Stored items
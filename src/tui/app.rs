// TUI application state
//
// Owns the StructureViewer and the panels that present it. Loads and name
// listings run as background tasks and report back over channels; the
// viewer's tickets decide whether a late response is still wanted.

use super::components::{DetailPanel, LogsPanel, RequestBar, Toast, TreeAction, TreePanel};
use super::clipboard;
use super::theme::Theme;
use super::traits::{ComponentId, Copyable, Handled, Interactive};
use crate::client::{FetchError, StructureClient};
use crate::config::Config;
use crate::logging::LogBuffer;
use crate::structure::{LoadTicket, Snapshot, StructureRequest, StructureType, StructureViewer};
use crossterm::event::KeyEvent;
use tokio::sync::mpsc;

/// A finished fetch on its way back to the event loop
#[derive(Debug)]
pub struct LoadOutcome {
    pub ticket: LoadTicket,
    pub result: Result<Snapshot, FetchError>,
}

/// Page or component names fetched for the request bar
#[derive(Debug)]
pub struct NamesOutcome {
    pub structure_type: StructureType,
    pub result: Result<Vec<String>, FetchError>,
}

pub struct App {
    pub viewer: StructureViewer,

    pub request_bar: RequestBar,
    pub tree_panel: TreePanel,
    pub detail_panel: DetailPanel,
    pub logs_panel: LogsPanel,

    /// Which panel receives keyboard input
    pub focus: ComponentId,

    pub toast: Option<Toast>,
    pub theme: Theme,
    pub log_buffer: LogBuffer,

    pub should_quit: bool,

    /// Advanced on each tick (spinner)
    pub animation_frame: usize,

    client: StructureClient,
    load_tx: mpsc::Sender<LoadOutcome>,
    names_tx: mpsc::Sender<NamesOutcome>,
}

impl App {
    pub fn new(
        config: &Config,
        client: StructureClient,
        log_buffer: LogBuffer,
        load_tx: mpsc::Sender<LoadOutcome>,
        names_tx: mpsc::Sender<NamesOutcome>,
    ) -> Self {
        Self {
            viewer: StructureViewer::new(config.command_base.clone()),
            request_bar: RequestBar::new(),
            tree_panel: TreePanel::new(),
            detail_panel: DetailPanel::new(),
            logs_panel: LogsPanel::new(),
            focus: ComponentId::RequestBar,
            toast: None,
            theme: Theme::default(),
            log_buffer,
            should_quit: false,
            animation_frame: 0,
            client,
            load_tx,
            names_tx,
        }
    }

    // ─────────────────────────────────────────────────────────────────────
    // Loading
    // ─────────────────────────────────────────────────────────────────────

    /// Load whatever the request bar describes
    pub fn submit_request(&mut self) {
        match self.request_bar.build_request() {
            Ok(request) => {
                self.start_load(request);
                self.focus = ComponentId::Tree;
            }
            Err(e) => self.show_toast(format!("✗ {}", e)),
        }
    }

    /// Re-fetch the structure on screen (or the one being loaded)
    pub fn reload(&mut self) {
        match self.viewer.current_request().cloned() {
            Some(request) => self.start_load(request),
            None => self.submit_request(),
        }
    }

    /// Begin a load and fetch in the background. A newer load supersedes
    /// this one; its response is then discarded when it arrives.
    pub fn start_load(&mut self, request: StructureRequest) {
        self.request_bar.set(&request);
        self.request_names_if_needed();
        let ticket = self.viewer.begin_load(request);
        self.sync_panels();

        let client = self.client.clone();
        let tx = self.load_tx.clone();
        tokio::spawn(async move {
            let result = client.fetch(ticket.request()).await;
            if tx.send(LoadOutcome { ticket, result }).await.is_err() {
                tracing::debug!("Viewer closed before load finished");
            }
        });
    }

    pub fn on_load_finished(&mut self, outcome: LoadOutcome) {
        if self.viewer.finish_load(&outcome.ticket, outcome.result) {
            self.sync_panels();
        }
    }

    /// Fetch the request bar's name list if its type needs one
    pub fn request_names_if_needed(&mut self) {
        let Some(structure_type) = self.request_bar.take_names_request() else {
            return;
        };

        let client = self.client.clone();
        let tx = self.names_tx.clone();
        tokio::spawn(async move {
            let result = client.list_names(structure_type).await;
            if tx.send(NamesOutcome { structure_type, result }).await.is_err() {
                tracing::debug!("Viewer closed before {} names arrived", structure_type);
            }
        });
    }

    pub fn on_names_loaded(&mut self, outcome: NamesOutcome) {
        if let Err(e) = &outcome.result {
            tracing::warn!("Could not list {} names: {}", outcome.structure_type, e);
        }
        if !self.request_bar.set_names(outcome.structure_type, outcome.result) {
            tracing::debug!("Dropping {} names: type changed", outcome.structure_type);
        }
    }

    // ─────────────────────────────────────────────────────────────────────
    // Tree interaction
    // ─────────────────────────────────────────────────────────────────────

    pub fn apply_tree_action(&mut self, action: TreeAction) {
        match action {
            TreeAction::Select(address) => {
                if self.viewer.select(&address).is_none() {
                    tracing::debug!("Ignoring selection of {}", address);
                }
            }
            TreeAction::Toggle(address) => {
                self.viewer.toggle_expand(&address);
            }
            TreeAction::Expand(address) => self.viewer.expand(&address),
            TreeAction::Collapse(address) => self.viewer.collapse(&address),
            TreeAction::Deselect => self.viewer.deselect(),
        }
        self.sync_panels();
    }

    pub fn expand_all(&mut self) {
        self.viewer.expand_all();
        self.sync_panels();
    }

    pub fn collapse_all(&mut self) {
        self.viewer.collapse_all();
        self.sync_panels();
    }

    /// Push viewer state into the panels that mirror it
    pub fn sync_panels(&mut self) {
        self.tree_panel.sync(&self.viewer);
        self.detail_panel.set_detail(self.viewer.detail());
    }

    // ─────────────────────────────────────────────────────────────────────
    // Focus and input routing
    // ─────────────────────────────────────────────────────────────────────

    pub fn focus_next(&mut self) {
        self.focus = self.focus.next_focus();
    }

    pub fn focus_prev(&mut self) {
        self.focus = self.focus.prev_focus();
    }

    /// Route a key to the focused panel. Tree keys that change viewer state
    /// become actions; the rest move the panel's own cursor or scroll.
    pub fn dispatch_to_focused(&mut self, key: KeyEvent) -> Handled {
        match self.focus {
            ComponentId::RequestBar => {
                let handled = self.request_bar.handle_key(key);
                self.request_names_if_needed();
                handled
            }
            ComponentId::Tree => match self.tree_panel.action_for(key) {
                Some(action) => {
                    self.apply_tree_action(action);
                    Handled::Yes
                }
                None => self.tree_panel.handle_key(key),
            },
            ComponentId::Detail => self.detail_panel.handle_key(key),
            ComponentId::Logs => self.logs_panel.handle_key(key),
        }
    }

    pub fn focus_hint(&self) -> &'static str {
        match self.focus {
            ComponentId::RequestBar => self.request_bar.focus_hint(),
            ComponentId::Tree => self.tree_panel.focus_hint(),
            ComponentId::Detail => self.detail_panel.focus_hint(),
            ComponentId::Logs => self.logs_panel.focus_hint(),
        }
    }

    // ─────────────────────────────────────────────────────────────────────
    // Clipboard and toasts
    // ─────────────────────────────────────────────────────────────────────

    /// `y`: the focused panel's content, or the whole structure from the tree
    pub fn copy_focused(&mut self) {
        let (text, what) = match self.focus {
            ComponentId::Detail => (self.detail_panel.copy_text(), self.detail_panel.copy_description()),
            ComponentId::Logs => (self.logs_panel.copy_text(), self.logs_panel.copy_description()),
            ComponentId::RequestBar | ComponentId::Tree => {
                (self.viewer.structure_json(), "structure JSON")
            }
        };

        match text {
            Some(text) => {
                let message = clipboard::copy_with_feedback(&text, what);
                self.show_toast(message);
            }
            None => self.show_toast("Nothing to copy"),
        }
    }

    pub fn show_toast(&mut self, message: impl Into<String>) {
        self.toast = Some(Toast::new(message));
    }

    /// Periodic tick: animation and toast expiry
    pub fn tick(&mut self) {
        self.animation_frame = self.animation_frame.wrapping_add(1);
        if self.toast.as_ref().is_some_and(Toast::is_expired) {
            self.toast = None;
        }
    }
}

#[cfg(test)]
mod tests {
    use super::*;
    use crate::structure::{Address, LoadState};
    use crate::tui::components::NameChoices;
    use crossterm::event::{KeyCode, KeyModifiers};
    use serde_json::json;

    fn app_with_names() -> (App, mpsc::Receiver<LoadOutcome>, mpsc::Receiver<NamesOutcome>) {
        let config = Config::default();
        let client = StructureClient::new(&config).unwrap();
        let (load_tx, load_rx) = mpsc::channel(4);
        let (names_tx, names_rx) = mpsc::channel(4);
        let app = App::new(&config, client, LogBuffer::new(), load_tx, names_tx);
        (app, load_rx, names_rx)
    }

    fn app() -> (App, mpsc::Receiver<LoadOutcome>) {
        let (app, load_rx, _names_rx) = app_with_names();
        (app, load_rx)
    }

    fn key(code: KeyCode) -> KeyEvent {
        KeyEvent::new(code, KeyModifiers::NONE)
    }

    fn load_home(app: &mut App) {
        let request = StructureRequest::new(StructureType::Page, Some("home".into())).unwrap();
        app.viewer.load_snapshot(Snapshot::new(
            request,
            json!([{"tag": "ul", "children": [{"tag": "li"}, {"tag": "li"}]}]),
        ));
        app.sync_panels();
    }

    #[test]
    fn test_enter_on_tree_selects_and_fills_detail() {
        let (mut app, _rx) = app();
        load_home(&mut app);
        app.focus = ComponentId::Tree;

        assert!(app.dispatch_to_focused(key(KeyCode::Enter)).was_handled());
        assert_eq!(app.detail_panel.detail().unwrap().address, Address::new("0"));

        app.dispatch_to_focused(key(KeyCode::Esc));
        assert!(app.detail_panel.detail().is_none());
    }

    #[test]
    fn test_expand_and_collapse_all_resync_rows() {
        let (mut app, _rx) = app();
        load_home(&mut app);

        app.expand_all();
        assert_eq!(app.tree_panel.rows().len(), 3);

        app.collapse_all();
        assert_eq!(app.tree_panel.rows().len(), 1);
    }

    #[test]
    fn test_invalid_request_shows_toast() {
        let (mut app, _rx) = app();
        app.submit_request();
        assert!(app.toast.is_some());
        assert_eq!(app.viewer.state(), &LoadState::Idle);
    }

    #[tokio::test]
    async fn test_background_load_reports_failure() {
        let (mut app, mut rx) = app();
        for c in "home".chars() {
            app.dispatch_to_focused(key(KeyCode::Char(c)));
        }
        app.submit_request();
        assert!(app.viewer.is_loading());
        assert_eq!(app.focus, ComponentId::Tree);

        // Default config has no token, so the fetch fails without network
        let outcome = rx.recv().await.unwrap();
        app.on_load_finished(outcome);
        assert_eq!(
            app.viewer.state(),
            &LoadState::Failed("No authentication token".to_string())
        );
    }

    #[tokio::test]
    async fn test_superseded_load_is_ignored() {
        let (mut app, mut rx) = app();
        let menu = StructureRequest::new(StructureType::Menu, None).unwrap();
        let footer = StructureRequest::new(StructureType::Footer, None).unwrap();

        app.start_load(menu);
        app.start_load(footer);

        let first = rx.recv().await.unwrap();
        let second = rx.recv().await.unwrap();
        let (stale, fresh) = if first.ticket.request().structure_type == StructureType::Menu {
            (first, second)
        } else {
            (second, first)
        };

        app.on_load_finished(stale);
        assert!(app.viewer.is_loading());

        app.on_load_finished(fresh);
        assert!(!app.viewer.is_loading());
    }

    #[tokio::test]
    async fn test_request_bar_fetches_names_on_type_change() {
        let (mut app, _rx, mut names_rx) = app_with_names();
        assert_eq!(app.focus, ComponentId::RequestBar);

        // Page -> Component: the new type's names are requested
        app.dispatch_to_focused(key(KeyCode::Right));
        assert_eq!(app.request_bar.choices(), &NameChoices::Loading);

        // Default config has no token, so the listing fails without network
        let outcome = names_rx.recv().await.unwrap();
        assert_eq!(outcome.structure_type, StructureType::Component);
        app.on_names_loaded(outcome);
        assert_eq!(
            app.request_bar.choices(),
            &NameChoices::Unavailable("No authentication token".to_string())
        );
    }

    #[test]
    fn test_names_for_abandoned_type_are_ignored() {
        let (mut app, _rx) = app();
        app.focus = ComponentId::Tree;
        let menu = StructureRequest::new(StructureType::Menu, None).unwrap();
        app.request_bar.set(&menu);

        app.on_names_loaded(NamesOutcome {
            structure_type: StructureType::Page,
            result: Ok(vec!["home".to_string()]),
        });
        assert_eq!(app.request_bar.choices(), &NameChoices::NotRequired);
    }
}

---

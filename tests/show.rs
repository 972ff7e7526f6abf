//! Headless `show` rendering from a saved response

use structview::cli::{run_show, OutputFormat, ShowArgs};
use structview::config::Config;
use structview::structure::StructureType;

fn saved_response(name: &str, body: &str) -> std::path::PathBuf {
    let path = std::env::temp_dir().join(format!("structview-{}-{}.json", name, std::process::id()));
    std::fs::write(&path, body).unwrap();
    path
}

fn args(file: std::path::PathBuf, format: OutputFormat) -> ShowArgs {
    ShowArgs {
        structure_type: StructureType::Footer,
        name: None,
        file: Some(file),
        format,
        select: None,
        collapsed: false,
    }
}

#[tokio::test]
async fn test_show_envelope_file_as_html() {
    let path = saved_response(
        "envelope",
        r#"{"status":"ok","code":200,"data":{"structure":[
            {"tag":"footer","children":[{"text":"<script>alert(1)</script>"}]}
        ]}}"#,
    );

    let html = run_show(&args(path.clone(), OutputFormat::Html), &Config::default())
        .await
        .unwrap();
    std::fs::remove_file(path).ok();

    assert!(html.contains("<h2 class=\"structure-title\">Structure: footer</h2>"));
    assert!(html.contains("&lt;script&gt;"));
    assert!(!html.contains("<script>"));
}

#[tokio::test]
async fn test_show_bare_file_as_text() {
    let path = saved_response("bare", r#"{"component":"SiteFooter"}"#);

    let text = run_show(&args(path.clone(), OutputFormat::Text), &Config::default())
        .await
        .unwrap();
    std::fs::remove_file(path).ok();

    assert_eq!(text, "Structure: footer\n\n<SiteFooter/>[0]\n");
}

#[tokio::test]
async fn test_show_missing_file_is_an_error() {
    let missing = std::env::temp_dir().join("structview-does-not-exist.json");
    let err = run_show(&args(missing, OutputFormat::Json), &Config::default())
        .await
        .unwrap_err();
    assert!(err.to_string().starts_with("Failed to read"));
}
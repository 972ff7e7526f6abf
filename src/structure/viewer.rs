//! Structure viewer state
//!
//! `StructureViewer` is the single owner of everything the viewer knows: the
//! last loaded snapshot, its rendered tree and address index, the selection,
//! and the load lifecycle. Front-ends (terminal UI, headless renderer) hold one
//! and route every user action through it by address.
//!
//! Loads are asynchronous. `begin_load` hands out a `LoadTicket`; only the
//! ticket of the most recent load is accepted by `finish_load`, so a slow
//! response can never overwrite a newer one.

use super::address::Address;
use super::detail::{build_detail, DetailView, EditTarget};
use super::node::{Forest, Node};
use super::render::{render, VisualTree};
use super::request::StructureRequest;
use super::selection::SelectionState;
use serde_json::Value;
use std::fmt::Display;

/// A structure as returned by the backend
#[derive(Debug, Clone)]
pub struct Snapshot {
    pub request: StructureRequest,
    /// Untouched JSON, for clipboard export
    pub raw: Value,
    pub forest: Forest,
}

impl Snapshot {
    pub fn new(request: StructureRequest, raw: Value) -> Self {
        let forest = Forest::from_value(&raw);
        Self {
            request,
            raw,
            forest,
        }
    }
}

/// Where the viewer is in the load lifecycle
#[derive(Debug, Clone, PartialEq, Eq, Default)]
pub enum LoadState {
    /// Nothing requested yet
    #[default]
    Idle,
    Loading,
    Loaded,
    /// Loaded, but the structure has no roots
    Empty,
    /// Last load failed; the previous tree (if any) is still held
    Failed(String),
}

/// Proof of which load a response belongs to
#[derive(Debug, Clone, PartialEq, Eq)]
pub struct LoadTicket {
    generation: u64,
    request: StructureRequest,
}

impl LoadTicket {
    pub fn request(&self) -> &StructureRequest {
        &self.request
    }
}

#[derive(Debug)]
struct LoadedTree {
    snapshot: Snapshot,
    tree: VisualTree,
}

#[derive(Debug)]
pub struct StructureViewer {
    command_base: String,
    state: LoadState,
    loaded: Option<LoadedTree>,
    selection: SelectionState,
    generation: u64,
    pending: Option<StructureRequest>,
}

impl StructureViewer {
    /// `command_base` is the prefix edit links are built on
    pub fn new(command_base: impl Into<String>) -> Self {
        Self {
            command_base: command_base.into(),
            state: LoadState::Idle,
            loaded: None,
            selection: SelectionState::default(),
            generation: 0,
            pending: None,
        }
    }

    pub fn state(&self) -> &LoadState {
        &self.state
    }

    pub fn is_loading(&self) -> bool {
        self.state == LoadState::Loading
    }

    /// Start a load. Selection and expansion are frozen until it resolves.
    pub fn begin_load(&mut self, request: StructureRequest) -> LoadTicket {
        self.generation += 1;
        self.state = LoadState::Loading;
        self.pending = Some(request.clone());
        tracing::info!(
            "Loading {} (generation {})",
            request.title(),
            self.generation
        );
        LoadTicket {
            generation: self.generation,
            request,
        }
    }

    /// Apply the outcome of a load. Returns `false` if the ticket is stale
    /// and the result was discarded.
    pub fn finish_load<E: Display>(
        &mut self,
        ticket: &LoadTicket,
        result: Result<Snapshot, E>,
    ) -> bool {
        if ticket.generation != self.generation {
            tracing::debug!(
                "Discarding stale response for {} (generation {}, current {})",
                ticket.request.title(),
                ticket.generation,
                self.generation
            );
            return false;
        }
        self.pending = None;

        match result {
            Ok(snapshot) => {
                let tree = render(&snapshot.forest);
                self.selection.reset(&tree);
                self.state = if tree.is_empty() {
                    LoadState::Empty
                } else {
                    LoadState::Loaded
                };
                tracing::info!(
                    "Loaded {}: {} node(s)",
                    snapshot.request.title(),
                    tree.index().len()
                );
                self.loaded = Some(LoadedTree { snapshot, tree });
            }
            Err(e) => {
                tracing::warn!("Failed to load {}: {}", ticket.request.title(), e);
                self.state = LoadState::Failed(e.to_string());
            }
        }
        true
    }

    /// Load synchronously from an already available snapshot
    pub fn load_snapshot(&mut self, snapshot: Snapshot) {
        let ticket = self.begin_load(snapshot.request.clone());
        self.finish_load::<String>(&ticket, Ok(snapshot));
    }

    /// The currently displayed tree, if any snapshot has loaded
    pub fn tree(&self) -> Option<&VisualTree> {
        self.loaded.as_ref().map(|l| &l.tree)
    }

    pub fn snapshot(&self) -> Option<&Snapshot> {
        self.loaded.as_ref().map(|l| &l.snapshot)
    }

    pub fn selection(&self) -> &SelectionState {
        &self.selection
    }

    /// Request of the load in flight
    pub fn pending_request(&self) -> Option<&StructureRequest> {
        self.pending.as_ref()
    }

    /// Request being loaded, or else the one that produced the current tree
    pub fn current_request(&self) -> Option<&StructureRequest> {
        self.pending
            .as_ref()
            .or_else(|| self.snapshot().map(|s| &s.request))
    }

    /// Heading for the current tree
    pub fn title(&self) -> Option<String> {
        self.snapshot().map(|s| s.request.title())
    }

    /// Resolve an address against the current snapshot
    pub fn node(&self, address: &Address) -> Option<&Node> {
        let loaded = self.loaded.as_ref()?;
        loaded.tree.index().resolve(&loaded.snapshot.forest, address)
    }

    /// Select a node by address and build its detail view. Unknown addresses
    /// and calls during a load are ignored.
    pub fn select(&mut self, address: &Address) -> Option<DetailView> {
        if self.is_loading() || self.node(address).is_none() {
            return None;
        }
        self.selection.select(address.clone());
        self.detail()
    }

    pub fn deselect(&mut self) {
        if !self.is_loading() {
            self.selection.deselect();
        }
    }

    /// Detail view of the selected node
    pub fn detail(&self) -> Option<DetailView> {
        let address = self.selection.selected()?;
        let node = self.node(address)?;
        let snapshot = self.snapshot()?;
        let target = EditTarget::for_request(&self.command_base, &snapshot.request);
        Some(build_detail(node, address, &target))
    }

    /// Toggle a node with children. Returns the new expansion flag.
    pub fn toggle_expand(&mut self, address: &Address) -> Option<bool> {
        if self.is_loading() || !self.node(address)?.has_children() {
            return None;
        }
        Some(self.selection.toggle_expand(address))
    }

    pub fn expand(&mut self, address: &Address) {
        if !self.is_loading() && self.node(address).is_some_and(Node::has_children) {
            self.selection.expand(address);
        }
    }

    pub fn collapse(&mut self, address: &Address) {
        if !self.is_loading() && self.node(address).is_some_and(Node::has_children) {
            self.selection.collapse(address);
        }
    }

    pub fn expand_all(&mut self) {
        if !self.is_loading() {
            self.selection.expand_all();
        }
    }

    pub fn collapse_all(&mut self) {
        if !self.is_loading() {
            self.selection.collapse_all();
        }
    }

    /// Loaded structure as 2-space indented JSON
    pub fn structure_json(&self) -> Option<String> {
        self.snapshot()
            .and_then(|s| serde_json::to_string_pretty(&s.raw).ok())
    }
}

* * *

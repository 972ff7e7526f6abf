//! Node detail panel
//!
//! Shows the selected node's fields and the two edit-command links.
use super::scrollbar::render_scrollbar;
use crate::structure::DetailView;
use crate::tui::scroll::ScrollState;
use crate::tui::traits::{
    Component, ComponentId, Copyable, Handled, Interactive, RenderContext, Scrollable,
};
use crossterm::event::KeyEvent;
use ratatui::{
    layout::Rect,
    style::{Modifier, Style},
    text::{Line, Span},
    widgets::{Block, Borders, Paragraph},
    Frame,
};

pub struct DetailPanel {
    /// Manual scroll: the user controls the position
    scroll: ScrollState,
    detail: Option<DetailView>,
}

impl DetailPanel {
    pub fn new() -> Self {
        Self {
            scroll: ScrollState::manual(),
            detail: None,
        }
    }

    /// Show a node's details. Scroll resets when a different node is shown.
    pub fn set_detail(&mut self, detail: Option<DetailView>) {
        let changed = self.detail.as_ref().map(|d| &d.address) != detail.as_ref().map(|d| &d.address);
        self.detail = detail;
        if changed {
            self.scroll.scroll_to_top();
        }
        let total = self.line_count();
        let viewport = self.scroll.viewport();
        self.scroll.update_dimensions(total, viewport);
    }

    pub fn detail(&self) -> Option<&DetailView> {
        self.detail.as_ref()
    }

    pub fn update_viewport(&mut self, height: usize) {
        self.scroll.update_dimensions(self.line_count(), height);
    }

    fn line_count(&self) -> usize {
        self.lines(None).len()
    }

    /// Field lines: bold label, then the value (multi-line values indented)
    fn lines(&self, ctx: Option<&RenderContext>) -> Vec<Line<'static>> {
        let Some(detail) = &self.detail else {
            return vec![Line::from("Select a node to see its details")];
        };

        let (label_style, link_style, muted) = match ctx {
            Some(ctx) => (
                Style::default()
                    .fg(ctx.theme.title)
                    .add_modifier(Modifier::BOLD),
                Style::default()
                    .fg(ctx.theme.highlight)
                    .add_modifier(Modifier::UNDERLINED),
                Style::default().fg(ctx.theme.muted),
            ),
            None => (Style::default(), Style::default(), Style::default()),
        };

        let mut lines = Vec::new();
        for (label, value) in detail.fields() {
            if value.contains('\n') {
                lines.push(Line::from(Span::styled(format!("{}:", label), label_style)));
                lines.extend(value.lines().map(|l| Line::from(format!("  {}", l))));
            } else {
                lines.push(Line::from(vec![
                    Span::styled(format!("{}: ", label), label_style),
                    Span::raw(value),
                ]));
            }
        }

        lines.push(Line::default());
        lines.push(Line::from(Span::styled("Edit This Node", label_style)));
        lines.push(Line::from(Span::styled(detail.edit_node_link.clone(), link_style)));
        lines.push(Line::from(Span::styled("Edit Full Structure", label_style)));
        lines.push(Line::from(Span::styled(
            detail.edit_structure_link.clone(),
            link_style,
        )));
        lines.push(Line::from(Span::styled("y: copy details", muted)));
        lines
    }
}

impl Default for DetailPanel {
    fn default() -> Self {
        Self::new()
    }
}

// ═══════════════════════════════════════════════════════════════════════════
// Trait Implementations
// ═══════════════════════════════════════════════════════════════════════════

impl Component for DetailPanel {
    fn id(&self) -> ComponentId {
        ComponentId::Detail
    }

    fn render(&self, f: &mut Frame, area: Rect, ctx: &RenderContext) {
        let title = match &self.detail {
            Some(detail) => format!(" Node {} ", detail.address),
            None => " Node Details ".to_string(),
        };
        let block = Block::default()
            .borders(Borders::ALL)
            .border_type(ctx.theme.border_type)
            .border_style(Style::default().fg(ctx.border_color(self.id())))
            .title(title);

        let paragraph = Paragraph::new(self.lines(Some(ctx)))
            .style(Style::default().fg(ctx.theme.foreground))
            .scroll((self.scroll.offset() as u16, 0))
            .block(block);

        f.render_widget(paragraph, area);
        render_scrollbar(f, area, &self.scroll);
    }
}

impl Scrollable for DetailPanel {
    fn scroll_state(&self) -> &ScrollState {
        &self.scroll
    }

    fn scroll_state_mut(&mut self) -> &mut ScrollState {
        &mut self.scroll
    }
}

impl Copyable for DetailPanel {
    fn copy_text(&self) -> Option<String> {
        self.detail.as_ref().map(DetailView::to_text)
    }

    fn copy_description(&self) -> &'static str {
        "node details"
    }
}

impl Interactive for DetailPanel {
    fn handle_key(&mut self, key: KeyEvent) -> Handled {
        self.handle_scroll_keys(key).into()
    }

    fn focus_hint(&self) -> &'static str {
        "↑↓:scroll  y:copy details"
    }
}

_Task prompt_. Filter the entries and copy out every line with the word "contains".

_Result for this task_.
    assert!(html.contains("<h2 class=\"structure-title\">Structure: footer</h2>"));
    assert!(html.contains("&lt;script&gt;"));
    assert!(!html.contains("<script>"));
            if value.contains('\n') {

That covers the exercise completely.